Kotter's 8 step Process
Kotter (1996) suggests that there is an 8 step process for leading change.
  1. Create a sense of urgency (identify crises and opportunities)
  2. Build a guiding team
  3. Develop a vision and strategy
  4. Communicate the vision
  5. Enable action by removing barriers
  6. Creating and celebrating short term wins
  7. Sustain change by building on gains
  8. Embed the change in culture
There is a useful diagram that summarises Kotter's process:
In reality, even successful change efforts are messy and full of surprises. But just as a relatively simple vision is needed to guide people through a major change, so a vision of the change process can reduce the error rate. And fewer errors can spell the difference between success and failure (Kotter, 1995).
Coherence
Effective leadership, rather than focusing primarily on a specific aspect of change, focuses on creating the conditions in which everyone in the group is able to envision and enact cohesion:
“Coherence consists of the shared depth of understanding about the purpose and nature of the work” (Fullan & Quinn, 2016, p.1). 
In challenging situations, people are motivated primarily by intrinsic factors: having a sense of purpose, solving difficult problems, and working with peers on issues that are of critical importance to the group (Fullan & Quinn, 2016, p.4).
Fullan & Quinn identify the elements contained in the diagram below (from Michael Fullen's website)  as the ‘right drivers to bring about system change’ - as opposed to the ‘wrong drivers’ (such as rewarding individual teachers, national standards). 
Coherence-Framework-Extended.png
Why are these wrong drivers still being implemented? Here are some of their suggestions:
Our wrong driver analysis showed how politicians were making matters worse by imposing solutions that were crude and demotivating for the very people who have to help lead the solution … You might ask why politicians endorse solutions that don’t work. The answer is not complicated: because they can legislate them; because they are in a hurry; because the remedies can be made to appeal superficially to the public; because (and unkindly on our part) some of them really don’t care about the public education system, preferring that education to be taken over by the private sector; and (more kindly) because they do not know what else to do (Fullan & Quinn, 2016, p. 3).
Simplexity means that you take a difficult problem and identify a small number of key factors (about four to six) – this is the simple part. And then you make these factors gel under the reality of action with its pressures, politics, and personalities in the situation – this is the complex part (Fullan & Quinn, 2016, p. 127).
Leaders build coherence when they combine the four components of our Coherence Framework to meet the varied needs of the complex organizations they lead. Coherence making is a forever job because people come and go, and the situational dynamics are always in flux …The main threat to coherence is turnover at the top with new leaders who come in with their own agenda. It is not turnover per se that is the problem, but rather discontinuity of direction (Fullan & Quinn, 2016, p.128).
Change Management Toolkit
This week one of our resources (in the portal) comes from the New Zealand Post Primary Teachers' Association / Te Wehengarua (PPTA). Their Education Change Management Toolkit has been developed to assist schools in implementing effective change for improvement, following identified best practices for educational change.
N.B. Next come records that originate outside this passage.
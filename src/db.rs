//! Connection management for the decompressed card snapshot.
//!
//! The MTGJSON snapshot is itself a `SQLite` database. This module opens it with:
//! - A small connection pool (single writer during a run)
//! - WAL mode for file-backed databases
//! - The embedded migration that creates the derived `twentyword_cards` table
//!
//! # Example
//!
//! ```no_run
//! use twmtg_core::{Database, DatabaseOptions};
//! use std::path::Path;
//!
//! # async fn example() -> Result<(), Box<dyn std::error::Error>> {
//! let db = Database::open(Path::new("AllPrintings.sqlite"), DatabaseOptions::default()).await?;
//! // Use db for queries...
//! # Ok(())
//! # }
//! ```

use std::path::Path;
use std::time::Duration;

use sqlx::sqlite::{SqliteConnectOptions, SqlitePool, SqlitePoolOptions};
use thiserror::Error;
use tracing::{debug, instrument};

/// Default maximum number of connections in the pool.
/// Kept low for SQLite since it uses file-level locking.
pub const DEFAULT_MAX_CONNECTIONS: u32 = 5;

/// SQLite busy timeout in milliseconds.
/// Connections will wait this long before returning SQLITE_BUSY.
pub const DEFAULT_BUSY_TIMEOUT_MS: u32 = 5000;

/// Database-related errors.
#[derive(Error, Debug)]
pub enum DbError {
    /// Failed to connect to the database.
    #[error("failed to connect to database: {0}")]
    Connection(#[from] sqlx::Error),

    /// Failed to run migrations.
    #[error("failed to run migrations: {0}")]
    Migration(#[from] sqlx::migrate::MigrateError),
}

/// Pool tuning for the snapshot database.
#[derive(Debug, Clone, Copy, PartialEq, Eq)]
pub struct DatabaseOptions {
    /// Upper bound on pooled connections.
    pub max_connections: u32,
    /// Per-connection busy timeout in milliseconds.
    pub busy_timeout_ms: u32,
    /// Create the database file when it does not exist.
    ///
    /// Off by default: a missing snapshot means the pipeline never produced
    /// one, and silently creating an empty file would hide that.
    pub create_if_missing: bool,
}

impl Default for DatabaseOptions {
    fn default() -> Self {
        Self {
            max_connections: DEFAULT_MAX_CONNECTIONS,
            busy_timeout_ms: DEFAULT_BUSY_TIMEOUT_MS,
            create_if_missing: false,
        }
    }
}

/// Snapshot database wrapper with connection pool.
#[derive(Debug, Clone)]
pub struct Database {
    pool: SqlitePool,
}

impl Database {
    /// Opens the snapshot database at `db_path`.
    ///
    /// This will:
    /// 1. Connect with the configured pool size and busy timeout
    /// 2. Enable WAL mode
    /// 3. Run any pending migrations (creates `twentyword_cards`)
    ///
    /// # Errors
    ///
    /// Returns `DbError::Connection` if the connection fails,
    /// or `DbError::Migration` if migrations fail.
    #[instrument(skip(db_path, options), fields(path = %db_path.display()))]
    pub async fn open(db_path: &Path, options: DatabaseOptions) -> Result<Self, DbError> {
        // Path goes in verbatim; a URL would split on `?` and percent-decode.
        let connect_options = SqliteConnectOptions::new()
            .filename(db_path)
            .create_if_missing(options.create_if_missing)
            .busy_timeout(Duration::from_millis(u64::from(options.busy_timeout_ms)));

        let pool = SqlitePoolOptions::new()
            .max_connections(options.max_connections)
            .connect_with(connect_options)
            .await?;

        // Enable WAL mode for concurrent reads
        sqlx::query("PRAGMA journal_mode=WAL")
            .execute(&pool)
            .await?;

        sqlx::migrate!("./migrations").run(&pool).await?;
        debug!(
            max_connections = options.max_connections,
            busy_timeout_ms = options.busy_timeout_ms,
            "snapshot database ready"
        );

        Ok(Self { pool })
    }

    /// Creates an in-memory database for testing.
    ///
    /// WAL mode is not enabled for in-memory databases as it provides no benefit.
    ///
    /// # Errors
    ///
    /// Returns `DbError::Connection` if the connection fails,
    /// or `DbError::Migration` if migrations fail.
    #[instrument]
    pub async fn new_in_memory() -> Result<Self, DbError> {
        let pool = SqlitePoolOptions::new()
            .max_connections(1)
            .connect("sqlite::memory:")
            .await?;

        sqlx::migrate!("./migrations").run(&pool).await?;

        Ok(Self { pool })
    }

    /// Returns a reference to the underlying connection pool.
    #[must_use]
    pub fn pool(&self) -> &SqlitePool {
        &self.pool
    }

    /// Checks if WAL mode is enabled.
    ///
    /// # Errors
    ///
    /// Returns `DbError::Connection` if the query fails.
    #[instrument(skip(self))]
    pub async fn is_wal_enabled(&self) -> Result<bool, DbError> {
        let result: (String,) = sqlx::query_as("PRAGMA journal_mode")
            .fetch_one(&self.pool)
            .await?;

        Ok(result.0.to_lowercase() == "wal")
    }

    /// Returns whether a table with `name` exists in the snapshot.
    ///
    /// Upstream auxiliary tables (`meta`, `cardPurchaseUrls`) are optional;
    /// readers probe before joining against them.
    ///
    /// # Errors
    ///
    /// Returns `DbError::Connection` if the query fails.
    pub async fn has_table(&self, name: &str) -> Result<bool, DbError> {
        let found: Option<(String,)> =
            sqlx::query_as("SELECT name FROM sqlite_master WHERE type = 'table' AND name = ?")
                .bind(name)
                .fetch_optional(&self.pool)
                .await?;
        Ok(found.is_some())
    }

    /// Gracefully closes all connections in the pool.
    #[instrument(skip(self))]
    pub async fn close(self) {
        self.pool.close().await;
    }
}

#[cfg(test)]
#[allow(clippy::unwrap_used)]
mod tests {
    use super::*;

    #[tokio::test]
    async fn test_database_new_in_memory_succeeds() {
        let db = Database::new_in_memory().await;
        assert!(db.is_ok(), "Failed to create in-memory database");
    }

    #[tokio::test]
    async fn test_database_migration_creates_classification_table() {
        let db = Database::new_in_memory().await.unwrap();

        let result = sqlx::query(
            "INSERT INTO twentyword_cards VALUES ('00000000-0000-0000-0000-000000000000', 1, 'Flying', 1)",
        )
        .execute(db.pool())
        .await;

        assert!(
            result.is_ok(),
            "twentyword_cards should exist after migration"
        );
        assert!(db.has_table("twentyword_cards").await.unwrap());
    }

    #[tokio::test]
    async fn test_database_card_uuid_is_primary_key() {
        let db = Database::new_in_memory().await.unwrap();
        let insert = "INSERT INTO twentyword_cards VALUES ('dup', 1, 'Flying', 1)";

        sqlx::query(insert).execute(db.pool()).await.unwrap();
        let second = sqlx::query(insert).execute(db.pool()).await;

        assert!(second.is_err(), "duplicate card_uuid must be rejected");
    }

    #[tokio::test]
    async fn test_database_open_with_tempfile_enables_wal() {
        let temp_dir = tempfile::tempdir().unwrap();
        let db_path = temp_dir.path().join("snapshot.sqlite");
        let options = DatabaseOptions {
            create_if_missing: true,
            ..DatabaseOptions::default()
        };

        let db = Database::open(&db_path, options).await.unwrap();

        assert!(db.is_wal_enabled().await.unwrap());
        db.close().await;
    }

    #[tokio::test]
    async fn test_database_open_missing_file_without_create_fails() {
        let temp_dir = tempfile::tempdir().unwrap();
        let db_path = temp_dir.path().join("missing.sqlite");

        let result = Database::open(&db_path, DatabaseOptions::default()).await;

        assert!(matches!(result, Err(DbError::Connection(_))));
        assert!(!db_path.exists(), "open must not create the snapshot file");
    }

    #[tokio::test]
    async fn test_database_open_under_directory_with_url_metacharacters() {
        let temp_dir = tempfile::tempdir().unwrap();
        let options = DatabaseOptions {
            create_if_missing: true,
            ..DatabaseOptions::default()
        };

        for dir_name in ["cards?v2", "100%41"] {
            let dir = temp_dir.path().join(dir_name);
            std::fs::create_dir_all(&dir).unwrap();
            let db_path = dir.join(".key.out");

            let db = Database::open(&db_path, options).await.unwrap();
            assert!(db.has_table("twentyword_cards").await.unwrap());
            db.close().await;

            assert!(db_path.exists(), "snapshot must land at {}", db_path.display());
        }
        assert!(!temp_dir.path().join("100A").exists());
    }

    #[tokio::test]
    async fn test_database_has_table_false_for_unknown_table() {
        let db = Database::new_in_memory().await.unwrap();
        assert!(!db.has_table("cardPurchaseUrls").await.unwrap());
    }
}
The toolkit contains general principles for implementing successful education change in schools and a series of questions to answer before, during and after a change is trialled and includes a draft policy which branches can discuss with their boards.
See the following web page for more information and a link to the full document (which is also in this week's media): http://ppta.org.nz/resources/publication-list/2460...
References
Fullan, M. & Miles, M. (1992). Getting reform right: what works and what doesn't. Phi Delta Kappan73(10), 745-752.
Fullan, M. & Quinn, J. (2016). Coherence: The Right Drivers in Action for Schools, Districts, and Systems. Thousand Oaks: Corwin. 
Kotter, J. (1995). Leading Change: Why Transformation Efforts Fail. Harvard Business Review. March-April 1995, 59-67.
Kotter, J. (1996). Leading Change. Boston, Mass.: Harvard Business Review Press.
Maeroff, G. (1993). Building teams to rebuild schools. Phi Delta Kappan, 74(7), 512-519.
OnGuard. (2016). 8 steps to managing change. Retrieved from: http://onguard.com/process/8-steps-managing-change/
Senge, P. (1990). The fifth discipline: the art and practice of the learning organization. New York: Currency Doubleday.